*Task goal:* Where the data below has the string "rounded", return the whole line.

#####

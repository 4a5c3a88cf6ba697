//! Live-stream waveform.
//!
//! Amplitudes arrive once per frame while recording. Every `speed` frames the
//! current amplitude is committed as a pick into a fixed-size ring that
//! covers exactly the visible window; between commits the whole window
//! scrolls left a fraction of a bar so motion stays smooth.

use super::bars::{peak_bar, Bar, BarLayout};
use super::host::WaveformOptions;
use super::surface::{paint_bar, BarRect, Surface};

/// Fixed-capacity ring of picks; `None` slots are the gaps between bars.
///
/// Pushing into a full buffer overwrites the oldest slot, so the buffer
/// never grows past the capacity it was sized for.
#[derive(Debug, Clone)]
pub struct PickBuffer {
    slots: Vec<Option<Bar>>,
    head: usize,
    len: usize,
}

impl PickBuffer {
    pub fn new(capacity: usize) -> Self {
        Self {
            slots: vec![None; capacity],
            head: 0,
            len: 0,
        }
    }

    pub fn capacity(&self) -> usize {
        self.slots.len()
    }

    pub fn len(&self) -> usize {
        self.len
    }

    pub fn is_empty(&self) -> bool {
        self.len == 0
    }

    pub fn push(&mut self, pick: Option<Bar>) {
        let capacity = self.capacity();
        if capacity == 0 {
            return;
        }
        self.slots[self.head] = pick;
        self.head = (self.head + 1) % capacity;
        self.len = (self.len + 1).min(capacity);
    }

    /// Slots from the most recent commit backwards.
    pub fn iter_newest_first(&self) -> impl Iterator<Item = Option<Bar>> + '_ {
        let capacity = self.capacity();
        (0..self.len).map(move |k| self.slots[(self.head + capacity - 1 - k) % capacity])
    }

    pub fn clear(&mut self) {
        self.slots.iter_mut().for_each(|slot| *slot = None);
        self.head = 0;
        self.len = 0;
    }

    /// Changes capacity, keeping the newest entries that still fit.
    pub fn resize(&mut self, capacity: usize) {
        let kept: Vec<Option<Bar>> = self.iter_newest_first().take(capacity).collect();
        *self = PickBuffer::new(capacity);
        for pick in kept.into_iter().rev() {
            self.push(pick);
        }
    }

    /// Rescales stored amplitudes, e.g. after the surface height changed.
    pub fn scale(&mut self, factor: f32) {
        for bar in self.slots.iter_mut().flatten() {
            bar.above *= factor;
            bar.below *= factor;
        }
    }
}

/// Width of the scrolling window: everything when fullscreen, otherwise the
/// left half with the idle axis on the right.
fn visible_width(width: u32, fullscreen: bool) -> u32 {
    if fullscreen {
        width
    } else {
        width / 2
    }
}

pub struct LiveRenderer {
    picks: PickBuffer,
    /// Position within the current unit; 0 commits a pick, the rest are gaps
    phase: u32,
    /// Frames since the last commit
    frames: u32,
    current: Bar,
    width: u32,
    height: u32,
    layout: BarLayout,
    fullscreen: bool,
}

impl Default for LiveRenderer {
    fn default() -> Self {
        Self::new()
    }
}

impl LiveRenderer {
    pub fn new() -> Self {
        Self {
            picks: PickBuffer::new(0),
            phase: 0,
            frames: 0,
            current: Bar::SILENT,
            width: 0,
            height: 0,
            layout: BarLayout::new(0, 0),
            fullscreen: false,
        }
    }

    pub fn picks(&self) -> &PickBuffer {
        &self.picks
    }

    /// Adapts the pick buffer to new geometry, keeping the newest picks.
    pub fn configure(&mut self, width: u32, height: u32, layout: BarLayout, fullscreen: bool) {
        let visible = visible_width(width, fullscreen);
        let capacity = match layout.bar_width {
            0 => 0,
            bar_width => visible.div_ceil(bar_width) as usize + 1,
        };
        if capacity != self.picks.capacity() {
            self.picks.resize(capacity);
        }
        if height != self.height && self.height > 0 {
            self.picks.scale(height as f32 / self.height as f32);
        }
        if layout.gap != self.layout.gap {
            self.phase %= layout.gap.saturating_add(1);
        }

        self.width = width;
        self.height = height;
        self.layout = layout;
        self.fullscreen = fullscreen;
    }

    /// Clears picks and cursors for a new recording session.
    pub fn reset(&mut self) {
        self.picks.clear();
        self.phase = 0;
        self.frames = 0;
        self.current = Bar::SILENT;
    }

    /// Feeds one frame of samples. Returns whether a pick was committed.
    pub fn on_feed(&mut self, feed: &[f32], paused: bool, options: &WaveformOptions) -> bool {
        if paused {
            return false;
        }
        self.current = peak_bar(feed, self.height, options.polarity);

        let speed = options.speed.max(1);
        let mut committed = false;
        if self.frames >= speed || feed.is_empty() || self.picks.is_empty() {
            self.commit();
            self.frames = 0;
            committed = true;
        }
        self.frames += 1;
        committed
    }

    fn commit(&mut self) {
        let pick = (self.phase == 0).then_some(self.current);
        self.picks.push(pick);
        self.phase = (self.phase + 1) % self.layout.gap.saturating_add(1);
    }

    /// Repaints the whole visible window.
    pub fn draw<S: Surface + ?Sized>(&self, surface: &mut S, options: &WaveformOptions) {
        let (width, height) = surface.size();
        surface.clear(options.background_color);
        if width == 0 || height == 0 {
            return;
        }

        let visible = visible_width(width, options.fullscreen) as f32;
        if !options.fullscreen {
            surface.fill_bar(
                BarRect {
                    x: visible,
                    y: height as f32 / 2.0 - 1.0,
                    width: width as f32 - visible,
                    height: 2.0,
                },
                0.0,
                options.secondary_bar_color,
            );
        }

        let bar_width = self.layout.bar_width as f32;
        if bar_width <= 0.0 {
            return;
        }
        let speed = options.speed.max(1);
        let offset = bar_width * self.frames.min(speed) as f32 / speed as f32;

        for (k, slot) in self.picks.iter_newest_first().enumerate() {
            let x = visible - (k as f32 + 1.0) * bar_width - offset;
            if x + bar_width <= 0.0 {
                break;
            }
            if let Some(bar) = slot {
                paint_bar(surface, x, bar_width, bar, options.rounded, options.main_bar_color);
            }
        }

        if options.animate_current_pick && self.phase == 0 && offset > 0.0 {
            paint_bar(
                surface,
                visible - offset,
                bar_width,
                self.current,
                options.rounded,
                options.main_bar_color,
            );
        }
    }
}

#[cfg(test)]
mod tests {
    use super::*;
    use crate::waveform::surface::Rgba;
    use crate::waveform::testing::DrawLog;

    fn options(speed: u32, fullscreen: bool) -> WaveformOptions {
        WaveformOptions {
            speed,
            fullscreen,
            animate_current_pick: false,
            background_color: Rgba::rgb(0, 0, 0),
            ..WaveformOptions::default()
        }
    }

    fn pick(amplitude: f32) -> Option<Bar> {
        Some(Bar { above: amplitude, below: amplitude })
    }

    #[test]
    fn test_pick_buffer_wraps_at_capacity() {
        let mut buffer = PickBuffer::new(3);
        for i in 0..10 {
            buffer.push(pick(i as f32));
            assert!(buffer.len() <= 3);
        }
        let newest: Vec<_> = buffer.iter_newest_first().collect();
        assert_eq!(newest, vec![pick(9.0), pick(8.0), pick(7.0)]);
    }

    #[test]
    fn test_pick_buffer_resize_keeps_newest() {
        let mut buffer = PickBuffer::new(5);
        for i in 0..5 {
            buffer.push(pick(i as f32));
        }
        buffer.resize(2);
        assert_eq!(buffer.iter_newest_first().collect::<Vec<_>>(), vec![pick(4.0), pick(3.0)]);
        buffer.resize(4);
        assert_eq!(buffer.len(), 2);
        buffer.push(pick(5.0));
        assert_eq!(
            buffer.iter_newest_first().collect::<Vec<_>>(),
            vec![pick(5.0), pick(4.0), pick(3.0)]
        );
    }

    #[test]
    fn test_zero_capacity_ignores_pushes() {
        let mut buffer = PickBuffer::new(0);
        buffer.push(pick(1.0));
        assert!(buffer.is_empty());
    }

    #[test]
    fn test_capacity_follows_visible_width() {
        let mut live = LiveRenderer::new();
        live.configure(100, 40, BarLayout::new(2, 0), true);
        assert_eq!(live.picks().capacity(), 51);
        live.configure(100, 40, BarLayout::new(2, 0), false);
        assert_eq!(live.picks().capacity(), 26);

        let opts = options(1, false);
        for _ in 0..1_000 {
            live.on_feed(&[0.5], false, &opts);
        }
        assert_eq!(live.picks().len(), 26);
    }

    #[test]
    fn test_speed_throttles_commits() {
        let mut live = LiveRenderer::new();
        live.configure(100, 40, BarLayout::new(2, 0), true);
        let opts = options(3, true);
        let commits = (0..10).filter(|_| live.on_feed(&[0.5], false, &opts)).count();
        assert_eq!(commits, 4);
    }

    #[test]
    fn test_empty_feed_commits_every_frame() {
        let mut live = LiveRenderer::new();
        live.configure(100, 40, BarLayout::new(2, 0), true);
        let opts = options(3, true);
        let commits = (0..3).filter(|_| live.on_feed(&[], false, &opts)).count();
        assert_eq!(commits, 3);
        let silent = live.picks().iter_newest_first().all(|p| p == Some(Bar::SILENT));
        assert!(silent);
        assert!(!live.on_feed(&[], true, &opts));
    }

    #[test]
    fn test_huge_gap_does_not_overflow() {
        let mut live = LiveRenderer::new();
        live.configure(100, 40, BarLayout::new(2, u32::MAX), true);
        let opts = options(1, true);
        live.on_feed(&[0.5], false, &opts);
        live.on_feed(&[0.5], false, &opts);
        live.configure(100, 40, BarLayout::new(2, 1), true);
        let slots: Vec<bool> = live.picks().iter_newest_first().map(|p| p.is_some()).collect();
        assert_eq!(slots, vec![false, true]);
    }

    #[test]
    fn test_gap_slots_alternate() {
        let mut live = LiveRenderer::new();
        live.configure(100, 40, BarLayout::new(2, 1), true);
        let opts = options(1, true);
        for _ in 0..4 {
            live.on_feed(&[1.0], false, &opts);
        }
        let slots: Vec<bool> = live.picks().iter_newest_first().map(|p| p.is_some()).collect();
        assert_eq!(slots, vec![false, true, false, true]);
    }

    #[test]
    fn test_commits_are_ordered_by_arrival() {
        let mut live = LiveRenderer::new();
        live.configure(100, 40, BarLayout::new(2, 0), true);
        let opts = options(1, true);
        for amplitude in [0.1, 0.2, 0.3] {
            live.on_feed(&[amplitude], false, &opts);
        }
        let amplitudes: Vec<f32> = live
            .picks()
            .iter_newest_first()
            .map(|p| p.unwrap().above)
            .collect();
        assert_eq!(amplitudes.len(), 3);
        assert!(amplitudes[0] > amplitudes[1] && amplitudes[1] > amplitudes[2]);
    }

    #[test]
    fn test_pause_freezes_buffer() {
        let mut live = LiveRenderer::new();
        live.configure(100, 40, BarLayout::new(2, 0), true);
        let opts = options(1, true);
        live.on_feed(&[0.5], false, &opts);
        for _ in 0..20 {
            assert!(!live.on_feed(&[1.0], true, &opts));
        }
        assert_eq!(live.picks().len(), 1);

        let mut surface = DrawLog::new(100, 40);
        live.draw(&mut surface, &opts);
        assert_eq!(surface.bars().len(), 1);
    }

    #[test]
    fn test_draw_places_newest_at_visible_edge() {
        let mut live = LiveRenderer::new();
        live.configure(100, 40, BarLayout::new(2, 0), false);
        let opts = options(1, false);
        live.on_feed(&[0.5], false, &opts);
        live.on_feed(&[0.25], false, &opts);

        let mut surface = DrawLog::new(100, 40);
        live.draw(&mut surface, &opts);
        let bars = surface.bars();

        // idle axis on the right half, two picks left of it
        assert_eq!(bars.len(), 3);
        let (axis, axis_color) = bars[2];
        assert_eq!((axis.x, axis.width, axis.height), (50.0, 50.0, 2.0));
        assert_eq!(axis_color, opts.secondary_bar_color);

        let (newest, color) = bars[1];
        assert_eq!(color, opts.main_bar_color);
        assert_eq!(newest.x + newest.width, 50.0 - 2.0);
        assert_eq!(newest.height, 10.0);
        assert_eq!(newest.y, 15.0);
    }

    #[test]
    fn test_animated_pick_at_leading_edge() {
        let mut live = LiveRenderer::new();
        live.configure(100, 40, BarLayout::new(2, 0), true);
        let opts = WaveformOptions {
            animate_current_pick: true,
            ..options(2, true)
        };
        live.on_feed(&[0.5], false, &opts);
        let mut surface = DrawLog::new(100, 40);
        live.draw(&mut surface, &opts);
        let bars = surface.bars();
        assert_eq!(bars.len(), 2);
        assert_eq!(bars[1].0.x, 99.0);
    }

    #[test]
    fn test_height_change_rescales_picks() {
        let mut live = LiveRenderer::new();
        live.configure(100, 40, BarLayout::new(2, 0), true);
        live.on_feed(&[1.0], false, &options(1, true));
        live.configure(100, 80, BarLayout::new(2, 0), true);
        let first = live.picks().iter_newest_first().next().flatten().unwrap();
        assert_eq!(first.above, 40.0);
    }

    #[test]
    fn test_reset_clears_session() {
        let mut live = LiveRenderer::new();
        live.configure(100, 40, BarLayout::new(2, 0), true);
        live.on_feed(&[1.0], false, &options(1, true));
        live.reset();
        assert!(live.picks().is_empty());
    }
}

#####

*Output of the exercise:*
                paint_bar(surface, x, bar_width, bar, options.rounded, options.main_bar_color);
                options.rounded,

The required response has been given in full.